PATIENTS AND METHODS: Clinicopathologic features and immunohistochemical expression of Skp2 and p27 proteins were studied in 138 patients with NSCLC. Survival analyses were performed using the Kaplan-Meier method and the Cox regression model. To analyze the role of Skp2 in vitro, NSCLC cells were transfected with an Skp2-expressing vector or small interfering RNA.

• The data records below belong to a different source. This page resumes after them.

//! The typing session engine.
//!
//! `Engine` owns the session configuration, the generated target text and the
//! single live `SessionState`. Every input reaches it as an `EngineEvent`, is
//! handled synchronously, and may produce `Signal`s for cue collaborators
//! (sound, flash). Renderers read a `ViewModel` after each event.
//!
//! Timer cancellation works through epochs: every fresh session gets a new
//! epoch, and ticks stamped with an older epoch are dropped.

use crate::keyboard::{resolve_key, Finger, KeyPosition, KeyboardLayout};
use crate::session::{
    FinishReason, LastKeystroke, Phase, SessionConfig, SessionState, TimeLimit,
};
use crate::stats::{FinalResult, LiveStats};
use crate::time_series::WpmSeries;
use crate::typing_policy::{diff_buffers, CharClass, Outcome};
use crate::word_generator::{GeneratedContent, WordGenConfig, WordGenerator};
use rand::rngs::StdRng;
use rand::SeedableRng;
use std::time::Instant;
use tracing::{debug, info};

#[derive(Debug, Clone, PartialEq, Eq)]
pub enum EngineEvent {
    Insert(char),
    Delete,
    /// Whole-buffer replacement, as a text field would report it.
    SyncBuffer(String),
    Tick { epoch: u64 },
    Stop,
    Reconfigure(SessionConfig),
    Restart,
}

/// Discrete cues for collaborators. The engine never decides how they are rendered.
#[derive(Debug, Clone, Copy, PartialEq, Eq)]
pub enum Signal {
    SessionStarted { epoch: u64 },
    CorrectKeystroke,
    IncorrectKeystroke,
    SessionFinished(FinishReason, FinalResult),
}

/// The key that produces the next expected character.
#[derive(Debug, Clone, Copy, PartialEq, Eq)]
pub struct KeyHint {
    pub finger: Finger,
    pub position: KeyPosition,
    pub label: &'static str,
}

/// Snapshot consumed by the renderer after every event.
#[derive(Debug, Clone, PartialEq)]
pub struct ViewModel<'a> {
    pub phase: Phase,
    pub time_limit: TimeLimit,
    pub remaining_or_elapsed: u32,
    pub live: LiveStats,
    pub target: &'a [char],
    pub classification: Vec<CharClass>,
    pub cursor: usize,
    pub next_expected: Option<char>,
    pub key_hint: Option<KeyHint>,
    pub last_keystroke: Option<LastKeystroke>,
    pub final_result: Option<FinalResult>,
    pub wpm_series: &'a WpmSeries,
}

impl ViewModel<'_> {
    pub fn target_finger(&self) -> Option<Finger> {
        self.key_hint.map(|hint| hint.finger)
    }
}

pub struct Engine {
    config: SessionConfig,
    custom_prompt: Option<String>,
    content: GeneratedContent,
    session: SessionState,
    epoch: u64,
    key_hint: Option<KeyHint>,
    rng: StdRng,
}

impl Engine {
    pub fn new(config: SessionConfig) -> Self {
        Self::build(config, None, StdRng::from_entropy())
    }

    /// Engine with reproducible content generation.
    pub fn with_seed(config: SessionConfig, seed: u64) -> Self {
        Self::build(config, None, StdRng::seed_from_u64(seed))
    }

    /// Engine that practices `prompt` instead of generated content.
    pub fn with_prompt(config: SessionConfig, prompt: impl Into<String>) -> Self {
        Self::build(config, Some(prompt.into()), StdRng::from_entropy())
    }

    fn build(config: SessionConfig, custom_prompt: Option<String>, rng: StdRng) -> Self {
        let mut engine = Self {
            config,
            custom_prompt,
            content: GeneratedContent::default(),
            session: SessionState::new("", config.time_limit),
            epoch: 0,
            key_hint: None,
            rng,
        };
        engine.fresh_session();
        engine
    }

    pub fn config(&self) -> SessionConfig {
        self.config
    }

    pub fn content(&self) -> &GeneratedContent {
        &self.content
    }

    pub fn session(&self) -> &SessionState {
        &self.session
    }

    pub fn epoch(&self) -> u64 {
        self.epoch
    }

    pub fn layout(&self) -> &'static KeyboardLayout {
        KeyboardLayout::for_language(self.config.language)
    }

    pub fn handle(&mut self, event: EngineEvent) -> Vec<Signal> {
        match event {
            EngineEvent::Insert(c) => self.insert(c),
            EngineEvent::Delete => {
                self.delete();
                Vec::new()
            }
            EngineEvent::SyncBuffer(buffer) => self.sync_buffer(&buffer),
            EngineEvent::Tick { epoch } => self.tick(epoch),
            EngineEvent::Stop => self.stop(),
            EngineEvent::Reconfigure(config) => {
                self.reconfigure(config);
                Vec::new()
            }
            EngineEvent::Restart => {
                self.restart();
                Vec::new()
            }
        }
    }

    pub fn insert(&mut self, c: char) -> Vec<Signal> {
        let was_idle = self.session.phase() == Phase::Idle;
        let Some(evaluation) = self.session.insert(c) else {
            return Vec::new();
        };

        let mut signals = Vec::with_capacity(3);
        if was_idle {
            signals.push(Signal::SessionStarted { epoch: self.epoch });
        }
        signals.push(match evaluation.outcome {
            Outcome::Correct => Signal::CorrectKeystroke,
            Outcome::Incorrect => Signal::IncorrectKeystroke,
        });
        signals.extend(self.finished_signal());
        self.refresh_key_hint();
        signals
    }

    pub fn delete(&mut self) {
        if self.session.delete() {
            self.refresh_key_hint();
        }
    }

    /// Apply a whole new buffer: keep the common prefix, then score each appended character.
    pub fn sync_buffer(&mut self, buffer: &str) -> Vec<Signal> {
        if self.session.has_finished() {
            return Vec::new();
        }
        let current: Vec<char> = buffer.chars().collect();
        let edit = diff_buffers(self.session.input(), &current);
        if edit.is_noop(self.session.input().len()) {
            return Vec::new();
        }

        self.session.truncate(edit.keep);
        self.refresh_key_hint();
        edit.appended
            .into_iter()
            .flat_map(|c| self.insert(c))
            .collect()
    }

    /// One-second tick stamped with the epoch it was scheduled for.
    pub fn tick(&mut self, epoch: u64) -> Vec<Signal> {
        if epoch != self.epoch {
            debug!(epoch, current = self.epoch, "dropping stale tick");
            return Vec::new();
        }
        if self.session.phase() != Phase::Active {
            return Vec::new();
        }
        self.session.tick();
        if !self.session.has_finished() {
            return Vec::new();
        }
        self.key_hint = None;
        self.finished_signal().into_iter().collect()
    }

    pub fn stop(&mut self) -> Vec<Signal> {
        if !self.session.stop() {
            return Vec::new();
        }
        self.key_hint = None;
        self.finished_signal().into_iter().collect()
    }

    /// Discard the current session and start a fresh, idle one for `config`.
    pub fn reconfigure(&mut self, config: SessionConfig) {
        info!(
            from = ?self.config,
            to = ?config,
            phase = ?self.session.phase(),
            "reconfiguring session"
        );
        self.config = config;
        self.fresh_session();
    }

    /// Fresh session with new content and the same configuration.
    pub fn restart(&mut self) {
        debug!(epoch = self.epoch, "restarting session");
        self.fresh_session();
    }

    pub fn expire_feedback(&mut self, now: Instant) {
        self.session.expire_last_keystroke(now);
    }

    pub fn view(&self) -> ViewModel<'_> {
        ViewModel {
            phase: self.session.phase(),
            time_limit: self.config.time_limit,
            remaining_or_elapsed: self.session.clock().display_secs(),
            live: self.session.live_stats(),
            target: self.session.target(),
            classification: self.session.classification(),
            cursor: self.session.input().len(),
            next_expected: self.session.next_expected(),
            key_hint: self.key_hint,
            last_keystroke: self.session.last_keystroke().copied(),
            final_result: self.session.final_result().copied(),
            wpm_series: self.session.wpm_series(),
        }
    }

    fn fresh_session(&mut self) {
        self.epoch += 1;
        let generator = WordGenerator::new(WordGenConfig {
            mode: self.config.mode,
            language: self.config.language,
            number_of_words: self.config.time_limit.token_budget(),
            binary: self.config.binary,
            custom_prompt: self.custom_prompt.clone(),
        });
        self.content = generator.generate_with(&mut self.rng);
        self.session = SessionState::new(&self.content.text(), self.config.time_limit);
        self.refresh_key_hint();
        debug!(
            epoch = self.epoch,
            tokens = self.content.token_count(),
            "new session"
        );
    }

    fn finished_signal(&self) -> Option<Signal> {
        match (self.session.finish_reason(), self.session.final_result()) {
            (Some(reason), Some(result)) if self.session.has_finished() => {
                Some(Signal::SessionFinished(reason, *result))
            }
            _ => None,
        }
    }

    fn refresh_key_hint(&mut self) {
        let layout = self.layout();
        self.key_hint = self.session.next_expected().and_then(|c| {
            resolve_key(c, layout).map(|target| KeyHint {
                finger: target.key.finger,
                position: target.position,
                label: target.key.label,
            })
        });
    }
}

RESULTS: Skp2 was overexpressed in males, smokers, patients with squamous cell carcinomas, and patients with poorly differentiated cancers (P = .034, < .0001, < .0001, and .002, respectively). The multivariant analysis revealed that Skp2 expression is an independent prognostic factor for survival in NSCLC. An inverse relationship of Skp2 with p27 expression was observed (P = .012), and patients with both a higher expression of Skp2 and a lower expression of p27 showed a significantly unfavorable prognosis (P = .0002). In vitro ectopic expression of Skp2 in NSCLC cells reduced the protein level of p27. Conversely, induction of Skp2 siRNA increased the protein level of p27, leading to growth inhibition in NSCLC cells.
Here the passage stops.